**BRIEF**
Report each line of the data that contains the string "through".

**ENTRIES SHOWN**

/*!
 * Tests for the three-stage pipeline orchestration: stage ordering,
 * checkpointing, and idempotent resume.
 */

use tempfile::TempDir;

use mdxlate::providers::mock::MockCompletion;
use mdxlate::translation::cache::{JsonStageCache, StageCheckpoint, StageStore};
use mdxlate::translation::chunking::Chunk;
use mdxlate::translation::pipeline::Translator;

use crate::common;

fn chunk_seq(count: usize) -> Vec<Chunk> {
    (0..count)
        .map(|i| Chunk::new(i, format!("chunk number {}. ", i)))
        .collect()
}

fn translator(
    mock: &MockCompletion,
    cache: &JsonStageCache,
    token_limit: usize,
) -> Translator<MockCompletion, JsonStageCache> {
    Translator::new(
        mock.clone(),
        cache.clone(),
        common::prompt_context(),
        common::chunker(),
        token_limit,
    )
}

#[tokio::test]
async fn test_translate_withSmallDocument_shouldMakeOneCallPerStage() {
    let dir = TempDir::new().unwrap();
    let cache = JsonStageCache::new(dir.path().join("scope"));
    let mock = MockCompletion::working();

    // Well under the limit, so the whole document is a single chunk.
    let result = translator(&mock, &cache, 1000)
        .translate("A short document that fits in one chunk.")
        .await
        .unwrap();

    assert_eq!(mock.calls(), 3);
    assert!(!result.is_empty());
}

#[tokio::test]
async fn test_translate_withEmptyDocument_shouldMakeNoCalls() {
    let dir = TempDir::new().unwrap();
    let cache = JsonStageCache::new(dir.path().join("scope"));
    let mock = MockCompletion::working();

    let result = translator(&mock, &cache, 1000).translate("").await.unwrap();

    assert_eq!(result, "");
    assert_eq!(mock.calls(), 0);
}

#[tokio::test]
async fn test_translate_shouldRunStagesInOrderWithoutInterleaving() {
    let dir = TempDir::new().unwrap();
    let cache = JsonStageCache::new(dir.path().join("scope"));
    let mock = MockCompletion::working();

    translator(&mock, &cache, 30)
        .translate(&common::sample_markdown())
        .await
        .unwrap();

    let prompts = mock.prompts();
    assert_eq!(prompts.len() % 3, 0);
    let per_stage = prompts.len() / 3;
    assert!(per_stage > 1, "document should split into several chunks");

    for (i, prompt) in prompts.iter().enumerate() {
        if i < per_stage {
            assert!(
                prompt.contains("professional translation"),
                "call {} should be a draft prompt",
                i
            );
        } else if i < 2 * per_stage {
            assert!(
                prompt.contains("constructive criticism")
                    && !prompt.contains("EXPERT_SUGGESTIONS"),
                "call {} should be a reflect prompt",
                i
            );
        } else {
            assert!(
                prompt.contains("EXPERT_SUGGESTIONS"),
                "call {} should be a revise prompt",
                i
            );
        }
    }
}

#[tokio::test]
async fn test_draftStage_withPartialCheckpoint_shouldResumeAtNextChunk() {
    let dir = TempDir::new().unwrap();
    let cache = JsonStageCache::new(dir.path().join("scope"));

    // Pre-seed the draft stage: chunks 0..=2 already done.
    let mut seeded = StageCheckpoint::empty();
    seeded.record(0, "cached zero".to_string());
    seeded.record(1, "cached one".to_string());
    seeded.record(2, "cached two".to_string());
    cache.save("draft", &seeded).unwrap();

    let mock = MockCompletion::working();
    let chunks = chunk_seq(5);

    let results = translator(&mock, &cache, 1000)
        .draft_stage(&chunks)
        .await
        .unwrap();

    // Only chunks 3 and 4 hit the completion service.
    assert_eq!(mock.calls(), 2);
    assert_eq!(results.len(), 5);
    assert_eq!(results[0], "cached zero");
    assert_eq!(results[1], "cached one");
    assert_eq!(results[2], "cached two");
}

#[tokio::test]
async fn test_draftStage_withCompleteCheckpoint_shouldMakeNoCalls() {
    let dir = TempDir::new().unwrap();
    let cache = JsonStageCache::new(dir.path().join("scope"));

    let mut seeded = StageCheckpoint::empty();
    for i in 0..3 {
        seeded.record(i, format!("done {}", i));
    }
    cache.save("draft", &seeded).unwrap();

    let mock = MockCompletion::working();
    let chunks = chunk_seq(3);

    let results = translator(&mock, &cache, 1000)
        .draft_stage(&chunks)
        .await
        .unwrap();

    assert_eq!(mock.calls(), 0);
    assert_eq!(results, vec!["done 0", "done 1", "done 2"]);
}

#[tokio::test]
async fn test_draftStage_onFailure_shouldLeaveCheckpointAtLastSuccess() {
    let dir = TempDir::new().unwrap();
    let cache = JsonStageCache::new(dir.path().join("scope"));

    // Calls 0 and 1 succeed, call 2 fails.
    let mock = MockCompletion::fail_at(2);
    let chunks = chunk_seq(5);

    let result = translator(&mock, &cache, 1000).draft_stage(&chunks).await;
    assert!(result.is_err());

    let checkpoint = cache.load("draft").unwrap();
    assert_eq!(checkpoint.done_idx, 1);
    assert_eq!(checkpoint.results.len(), 2);
}

#[tokio::test]
async fn test_translate_afterInterruption_shouldMatchUninterruptedRun() {
    common::init_logging();
    let text = common::sample_markdown();

    // Control: an uninterrupted run.
    let control_dir = TempDir::new().unwrap();
    let control_cache = JsonStageCache::new(control_dir.path().join("scope"));
    let control_mock = MockCompletion::working();
    let expected = translator(&control_mock, &control_cache, 30)
        .translate(&text)
        .await
        .unwrap();
    let total_calls = control_mock.calls();

    // Interrupted run: dies partway through the draft stage.
    let dir = TempDir::new().unwrap();
    let cache = JsonStageCache::new(dir.path().join("scope"));
    let failing = MockCompletion::fail_at(2);
    let err = translator(&failing, &cache, 30).translate(&text).await;
    assert!(err.is_err());

    // Resume with a healthy service against the same cache scope.
    let resumed_mock = MockCompletion::working();
    let resumed = translator(&resumed_mock, &cache, 30)
        .translate(&text)
        .await
        .unwrap();

    assert_eq!(resumed, expected);
    // The two completed chunks were replayed from cache, not recomputed.
    assert_eq!(resumed_mock.calls(), total_calls - 2);
}

#[tokio::test]
async fn test_translate_withReflectFailure_shouldKeepDraftStageComplete() {
    let text = common::sample_markdown();

    // First find out how many chunks the document splits into.
    let probe_dir = TempDir::new().unwrap();
    let probe_cache = JsonStageCache::new(probe_dir.path().join("scope"));
    let probe_mock = MockCompletion::working();
    translator(&probe_mock, &probe_cache, 30)
        .translate(&text)
        .await
        .unwrap();
    let chunk_count = probe_mock.calls() / 3;

    // Fail on the first reflect call.
    let dir = TempDir::new().unwrap();
    let cache = JsonStageCache::new(dir.path().join("scope"));
    let failing = MockCompletion::fail_at(chunk_count);
    assert!(translator(&failing, &cache, 30).translate(&text).await.is_err());

    let draft = cache.load("draft").unwrap();
    assert!(draft.is_complete(chunk_count));
    let reflect = cache.load("reflect").unwrap();
    assert_eq!(reflect.done_idx, -1);

    // Resuming only replays reflect and revise.
    let resumed_mock = MockCompletion::working();
    translator(&resumed_mock, &cache, 30)
        .translate(&text)
        .await
        .unwrap();
    assert_eq!(resumed_mock.calls(), 2 * chunk_count);
}

#[tokio::test]
async fn test_reviseStage_shouldPrefixResultsWithBlankLine() {
    let dir = TempDir::new().unwrap();
    let cache = JsonStageCache::new(dir.path().join("scope"));
    let mock = MockCompletion::working();

    let chunks = chunk_seq(2);
    let drafts = vec!["d0".to_string(), "d1".to_string()];
    let reflections = vec!["r0".to_string(), "r1".to_string()];

    let revisions = translator(&mock, &cache, 1000)
        .revise_stage(&chunks, &drafts, &reflections)
        .await
        .unwrap();

    for revision in &revisions {
        assert!(revision.starts_with("\n\n"));
    }
}
/*!
 * Document translation pipeline.
 *
 * This module contains the core functionality for translating markdown
 * documents through a chunked, resumable three-stage LLM pipeline. It is
 * split into several submodules:
 *
 * - `chunking`: Token budgeting and recursive document chunking
 * - `cache`: Durable per-stage checkpoints for resumable runs
 * - `pipeline`: The draft/reflect/revise orchestration
 * - `core`: Completion service over the supported LLM providers
 * - `prompts`: Prompt templates for the three stages
 * - `formatting`: Markdown cleanup passes
 */

// Re-export main types for easier usage
pub use self::cache::{JsonStageCache, StageCheckpoint, StageStore};
pub use self::chunking::{compute_chunk_size, Chunk, Chunker, TokenCounter, TokenEncoding};
pub use self::core::{Completion, CompletionService, TokenUsageStats};
pub use self::pipeline::{tagged_window, Stage, Translator, CONTEXT_WINDOW};
pub use self::prompts::PromptContext;

// Submodules
pub mod cache;
pub mod chunking;
pub mod core;
pub mod formatting;
pub mod pipeline;
pub mod prompts;
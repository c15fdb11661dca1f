/*!
 * Durable per-stage translation checkpoints.
 *
 * Each pipeline stage persists the index of the last completed chunk and
 * the ordered results produced so far, after every chunk. A crashed or
 * interrupted run reloads the checkpoint and resumes at the next chunk
 * without re-querying the LLM for completed work.
 *
 * Storage lives behind the small [`StageStore`] trait so the backend is
 * swappable without touching orchestration logic; the default backend is
 * one JSON file per stage under a per-run scope directory.
 */

use std::fs;
use std::io::Write;
use std::path::{Path, PathBuf};

use serde::{Deserialize, Serialize};
use tempfile::NamedTempFile;

use crate::errors::CacheError;

/// Durable record of one stage's progress.
///
/// `done_idx` is the index of the last completed chunk, `-1` when the
/// stage has not started. Invariant: `results.len() == done_idx + 1`;
/// `results[i]` is the output for chunk `i`.
#[derive(Debug, Clone, PartialEq, Eq, Serialize, Deserialize)]
pub struct StageCheckpoint {
    /// Index of the last completed chunk, -1 if none
    pub done_idx: i64,
    /// Ordered per-chunk results, one per completed chunk
    pub results: Vec<String>,
}

impl StageCheckpoint {
    /// A checkpoint for a stage that has not started.
    pub fn empty() -> Self {
        Self {
            done_idx: -1,
            results: Vec::new(),
        }
    }

    /// Whether every chunk of a `chunk_count`-chunk document is done.
    pub fn is_complete(&self, chunk_count: usize) -> bool {
        self.done_idx == chunk_count as i64 - 1
    }

    /// The index the stage loop resumes at.
    pub fn resume_index(&self) -> usize {
        (self.done_idx + 1) as usize
    }

    /// Record the result for the next chunk in sequence.
    pub fn record(&mut self, index: usize, result: String) {
        debug_assert_eq!(index, self.resume_index(), "chunks must complete in order");
        self.results.push(result);
        self.done_idx = index as i64;
    }

    /// Whether the record satisfies the length invariant.
    fn is_consistent(&self) -> bool {
        if self.done_idx < 0 {
            self.done_idx == -1 && self.results.is_empty()
        } else {
            self.results.len() as i64 == self.done_idx + 1
        }
    }
}

impl Default for StageCheckpoint {
    fn default() -> Self {
        Self::empty()
    }
}

/// Persistence interface for stage checkpoints.
///
/// Writes for a given stage are always sequential (single writer with a
/// monotonically increasing done index), so `save` is last-writer-wins
/// with no merge logic.
pub trait StageStore: Send + Sync {
    /// Load the checkpoint for a stage, or the not-started checkpoint if
    /// none has been persisted. Fails with [`CacheError::Corrupt`] when a
    /// persisted record violates the length invariant.
    fn load(&self, stage: &str) -> Result<StageCheckpoint, CacheError>;

    /// Durably persist the full checkpoint for a stage. Must have reached
    /// storage when this returns: the pipeline only starts the next chunk
    /// after a successful save.
    fn save(&self, stage: &str, checkpoint: &StageCheckpoint) -> Result<(), CacheError>;

    /// Delete every stage entry in this scope.
    fn clear(&self) -> Result<(), CacheError>;
}

/// JSON-file checkpoint store, one file per stage in a scope directory.
///
/// The scope directory identifies a single document run; callers derive it
/// from the source file so unrelated runs never share state.
#[derive(Debug, Clone)]
pub struct JsonStageCache {
    scope_dir: PathBuf,
}

impl JsonStageCache {
    /// Create a store rooted at the given scope directory. The directory
    /// is created lazily on the first save.
    pub fn new(scope_dir: impl Into<PathBuf>) -> Self {
        Self {
            scope_dir: scope_dir.into(),
        }
    }

    /// The scope directory backing this store.
    pub fn scope_dir(&self) -> &Path {
        &self.scope_dir
    }

    fn stage_path(&self, stage: &str) -> PathBuf {
        self.scope_dir.join(format!("{}.json", stage))
    }

    fn io_error(path: &Path, source: std::io::Error) -> CacheError {
        CacheError::Io {
            path: path.to_path_buf(),
            source,
        }
    }
}

impl StageStore for JsonStageCache {
    fn load(&self, stage: &str) -> Result<StageCheckpoint, CacheError> {
        let path = self.stage_path(stage);
        if !path.exists() {
            return Ok(StageCheckpoint::empty());
        }

        let raw = fs::read_to_string(&path).map_err(|e| Self::io_error(&path, e))?;
        let checkpoint: StageCheckpoint = serde_json::from_str(&raw)?;

        if !checkpoint.is_consistent() {
            return Err(CacheError::Corrupt {
                stage: stage.to_string(),
                done_idx: checkpoint.done_idx,
                results: checkpoint.results.len(),
            });
        }

        Ok(checkpoint)
    }

    fn save(&self, stage: &str, checkpoint: &StageCheckpoint) -> Result<(), CacheError> {
        fs::create_dir_all(&self.scope_dir).map_err(|e| Self::io_error(&self.scope_dir, e))?;

        let path = self.stage_path(stage);
        // Write the full record to a sibling temp file, fsync, then rename
        // over the target so a crash mid-write never corrupts the previous
        // checkpoint.
        let mut tmp =
            NamedTempFile::new_in(&self.scope_dir).map_err(|e| Self::io_error(&path, e))?;
        let json = serde_json::to_string_pretty(checkpoint)?;
        tmp.write_all(json.as_bytes())
            .map_err(|e| Self::io_error(&path, e))?;
        tmp.as_file()
            .sync_all()
            .map_err(|e| Self::io_error(&path, e))?;
        tmp.persist(&path)
            .map_err(|e| Self::io_error(&path, e.error))?;

        Ok(())
    }

    fn clear(&self) -> Result<(), CacheError> {
        if self.scope_dir.exists() {
            fs::remove_dir_all(&self.scope_dir)
                .map_err(|e| Self::io_error(&self.scope_dir, e))?;
        }
        Ok(())
    }
}
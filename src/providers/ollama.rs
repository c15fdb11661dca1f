use std::time::Duration;

use log::error;
use reqwest::Client;
use serde::{Deserialize, Serialize};

use crate::errors::ProviderError;

/// Ollama client for interacting with a local Ollama server
#[derive(Debug, Clone)]
pub struct Ollama {
    /// HTTP client for API requests
    client: Client,
    /// Base URL of the Ollama server
    base_url: String,
    /// Maximum number of retry attempts
    max_retries: u32,
    /// Base backoff time in milliseconds for exponential backoff
    backoff_base_ms: u64,
    /// Optional rate limit in requests per minute
    rate_limit: Option<u32>,
}

/// Ollama generation request
#[derive(Debug, Clone, Serialize)]
pub struct GenerationRequest {
    /// The model to use
    model: String,

    /// The prompt to generate from
    prompt: String,

    /// System prompt to guide the model
    #[serde(skip_serializing_if = "Option::is_none")]
    system: Option<String>,

    /// Whether to stream the response; we always request a single object
    stream: bool,

    /// Sampling options
    #[serde(skip_serializing_if = "Option::is_none")]
    options: Option<GenerationOptions>,
}

/// Sampling options for a generation request
#[derive(Debug, Clone, Default, Serialize)]
pub struct GenerationOptions {
    /// Temperature for generation
    #[serde(skip_serializing_if = "Option::is_none")]
    temperature: Option<f32>,

    /// Top probability mass to consider (nucleus sampling)
    #[serde(skip_serializing_if = "Option::is_none")]
    top_p: Option<f32>,
}

/// Ollama generation response
#[derive(Debug, Deserialize)]
pub struct GenerationResponse {
    /// The model that produced the response
    #[serde(default)]
    pub model: String,

    /// The generated text
    pub response: String,

    /// Whether generation finished
    #[serde(default)]
    pub done: bool,

    /// Number of prompt tokens evaluated, when reported
    #[serde(default)]
    pub prompt_eval_count: Option<u64>,

    /// Number of generated tokens, when reported
    #[serde(default)]
    pub eval_count: Option<u64>,
}

/// Ollama version response
#[derive(Debug, Deserialize)]
pub struct VersionResponse {
    /// Server version string
    pub version: String,
}

impl GenerationRequest {
    /// Create a new generation request
    pub fn new(model: impl Into<String>, prompt: impl Into<String>) -> Self {
        Self {
            model: model.into(),
            prompt: prompt.into(),
            system: None,
            stream: false,
            options: None,
        }
    }

    /// Set the system prompt
    pub fn system(mut self, system: impl Into<String>) -> Self {
        self.system = Some(system.into());
        self
    }

    /// Set the temperature
    pub fn temperature(mut self, temperature: f32) -> Self {
        self.options.get_or_insert_with(Default::default).temperature = Some(temperature);
        self
    }

    /// Set the top_p (nucleus sampling)
    pub fn top_p(mut self, top_p: f32) -> Self {
        self.options.get_or_insert_with(Default::default).top_p = Some(top_p);
        self
    }
}

impl Ollama {
    /// Create a new Ollama client with default retry settings
    pub fn new(endpoint: impl Into<String>) -> Self {
        Self::new_with_config(endpoint, 120, 3, 1000, None)
    }

    /// Create a new Ollama client with full configuration
    pub fn new_with_config(
        endpoint: impl Into<String>,
        timeout_secs: u64,
        max_retries: u32,
        backoff_base_ms: u64,
        rate_limit: Option<u32>,
    ) -> Self {
        Self {
            client: Client::builder()
                .timeout(Duration::from_secs(timeout_secs))
                // Ollama speaks HTTP/1.1
                .http1_only()
                .build()
                .unwrap_or_default(),
            base_url: endpoint.into().trim_end_matches('/').to_string(),
            max_retries,
            backoff_base_ms,
            rate_limit,
        }
    }

    /// Generate text from the Ollama API with retry logic
    pub async fn generate(
        &self,
        request: GenerationRequest,
    ) -> Result<GenerationResponse, ProviderError> {
        let url = format!("{}/api/generate", self.base_url);

        let mut last_error = ProviderError::RequestFailed("no attempt made".to_string());

        for attempt in 0..=self.max_retries {
            if attempt > 0 {
                self.sleep_before_retry(attempt).await;
            }

            match self.client.post(&url).json(&request).send().await {
                Ok(response) => {
                    let status = response.status();
                    if status.is_success() {
                        return response
                            .json::<GenerationResponse>()
                            .await
                            .map_err(|e| ProviderError::ParseError(e.to_string()));
                    }

                    let message = response
                        .text()
                        .await
                        .unwrap_or_else(|_| "failed to read error body".to_string());
                    let api_error = ProviderError::ApiError {
                        status_code: status.as_u16(),
                        message,
                    };

                    if status.is_server_error() {
                        // Server error, worth retrying
                        error!(
                            "Ollama API error ({}) - attempt {}/{}",
                            status,
                            attempt + 1,
                            self.max_retries + 1
                        );
                        last_error = api_error;
                    } else {
                        // Client error, don't retry
                        return Err(api_error);
                    }
                }
                Err(e) => {
                    error!(
                        "Ollama network error: {} - attempt {}/{}",
                        e,
                        attempt + 1,
                        self.max_retries + 1
                    );
                    last_error = ProviderError::RequestFailed(e.to_string());
                }
            }
        }

        Err(last_error)
    }

    /// Query the server version, as a cheap connection test
    pub async fn version(&self) -> Result<String, ProviderError> {
        let url = format!("{}/api/version", self.base_url);

        let response = self
            .client
            .get(&url)
            .send()
            .await
            .map_err(|e| ProviderError::RequestFailed(e.to_string()))?;

        if !response.status().is_success() {
            return Err(ProviderError::ApiError {
                status_code: response.status().as_u16(),
                message: "version query failed".to_string(),
            });
        }

        let version = response
            .json::<VersionResponse>()
            .await
            .map_err(|e| ProviderError::ParseError(e.to_string()))?;
        Ok(version.version)
    }

    async fn sleep_before_retry(&self, attempt: u32) {
        if let Some(rate_limit) = self.rate_limit {
            let delay_ms = 60_000 / rate_limit as u64;
            tokio::time::sleep(Duration::from_millis(delay_ms)).await;
        }
        let backoff_ms = self.backoff_base_ms * (1u64 << (attempt - 1));
        tokio::time::sleep(Duration::from_millis(backoff_ms)).await;
    }
}
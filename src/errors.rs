/*!
 * Error types for the mdxlate application.
 *
 * This module contains custom error types for different parts of the application,
 * using the thiserror crate for ergonomic error definitions.
 */

use std::path::PathBuf;

use thiserror::Error;

/// Errors caused by invalid or incomplete configuration.
///
/// These are fatal: they are surfaced immediately and never retried.
#[derive(Error, Debug)]
pub enum ConfigError {
    /// A language code that is not a valid ISO 639-1/639-2 code
    #[error("Invalid language code: {0}")]
    InvalidLanguage(String),

    /// A provider that requires an API key was selected without one
    #[error("API key is required for the {provider} provider")]
    MissingApiKey {
        /// Provider identifier
        provider: String,
    },

    /// The per-chunk token limit must be strictly positive
    #[error("Token limit must be greater than zero (got {0})")]
    InvalidTokenLimit(usize),

    /// A provider identifier that is not part of the supported set
    #[error("Unsupported provider: {0}")]
    UnsupportedProvider(String),

    /// A provider endpoint that is not a valid URL
    #[error("Invalid endpoint URL: {0}")]
    InvalidEndpoint(String),

    /// The tokenizer encoding could not be initialized
    #[error("Failed to initialize tokenizer: {0}")]
    Tokenizer(String),
}

/// Errors that can occur when talking to provider APIs.
///
/// Provider failures abort the current document run without advancing the
/// stage checkpoint, so a re-invocation resumes at the failed chunk.
#[derive(Error, Debug)]
pub enum ProviderError {
    /// Error when making an API request fails
    #[error("API request failed: {0}")]
    RequestFailed(String),

    /// Error when parsing an API response fails
    #[error("Failed to parse API response: {0}")]
    ParseError(String),

    /// Error returned by the API itself
    #[error("API responded with error: {status_code} - {message}")]
    ApiError {
        /// HTTP status code
        status_code: u16,
        /// Error message from the API
        message: String,
    },

    /// Error related to rate limiting
    #[error("Rate limit exceeded: {0}")]
    RateLimitExceeded(String),

    /// Error with authentication
    #[error("Authentication error: {0}")]
    AuthenticationError(String),
}

/// Errors raised while splitting a document into chunks.
#[derive(Error, Debug)]
pub enum SplitError {
    /// A single atomic unit exceeds the chunk budget and the chunker was
    /// configured to fail rather than emit an oversized chunk
    #[error("Atomic unit at chunk {index} has {tokens} tokens, exceeding the budget of {limit}")]
    OversizedChunk {
        /// Index the oversized chunk would have had
        index: usize,
        /// Token count of the atomic unit
        tokens: usize,
        /// The chunk budget that was exceeded
        limit: usize,
    },
}

/// Errors from the durable stage cache.
#[derive(Error, Debug)]
pub enum CacheError {
    /// A persisted record whose results length disagrees with its done index.
    /// Fatal for that stage: the operator must clear the scope and restart.
    #[error("Corrupt checkpoint for stage '{stage}': done_idx {done_idx} but {results} results")]
    Corrupt {
        /// Stage name of the corrupt record
        stage: String,
        /// The persisted done index
        done_idx: i64,
        /// Number of persisted results
        results: usize,
    },

    /// Error reading or writing a checkpoint file
    #[error("Cache I/O error at {path:?}: {source}")]
    Io {
        /// Path of the checkpoint file or scope directory
        path: PathBuf,
        /// Underlying I/O error
        source: std::io::Error,
    },

    /// Error serializing or deserializing a checkpoint record
    #[error("Cache serialization error: {0}")]
    Serde(#[from] serde_json::Error),
}

/// Main application error type that wraps all other errors
#[derive(Error, Debug)]
pub enum AppError {
    /// Error from configuration
    #[error("Configuration error: {0}")]
    Config(#[from] ConfigError),

    /// Error from a provider
    #[error("Provider error: {0}")]
    Provider(#[from] ProviderError),

    /// Error from chunking
    #[error("Split error: {0}")]
    Split(#[from] SplitError),

    /// Error from the stage cache
    #[error("Cache error: {0}")]
    Cache(#[from] CacheError),

    /// Error from a file operation
    #[error("File error: {0}")]
    File(String),

    /// Any other error
    #[error("Unknown error: {0}")]
    Unknown(String),
}

// Utility functions for error conversion
impl From<anyhow::Error> for AppError {
    fn from(error: anyhow::Error) -> Self {
        Self::Unknown(error.to_string())
    }
}

impl From<std::io::Error> for AppError {
    fn from(error: std::io::Error) -> Self {
        Self::File(error.to_string())
    }
}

**WRITTEN RESPONSE**
    // Interrupted run: dies partway through the draft stage.
 * documents through a chunked, resumable three-stage LLM pipeline. It is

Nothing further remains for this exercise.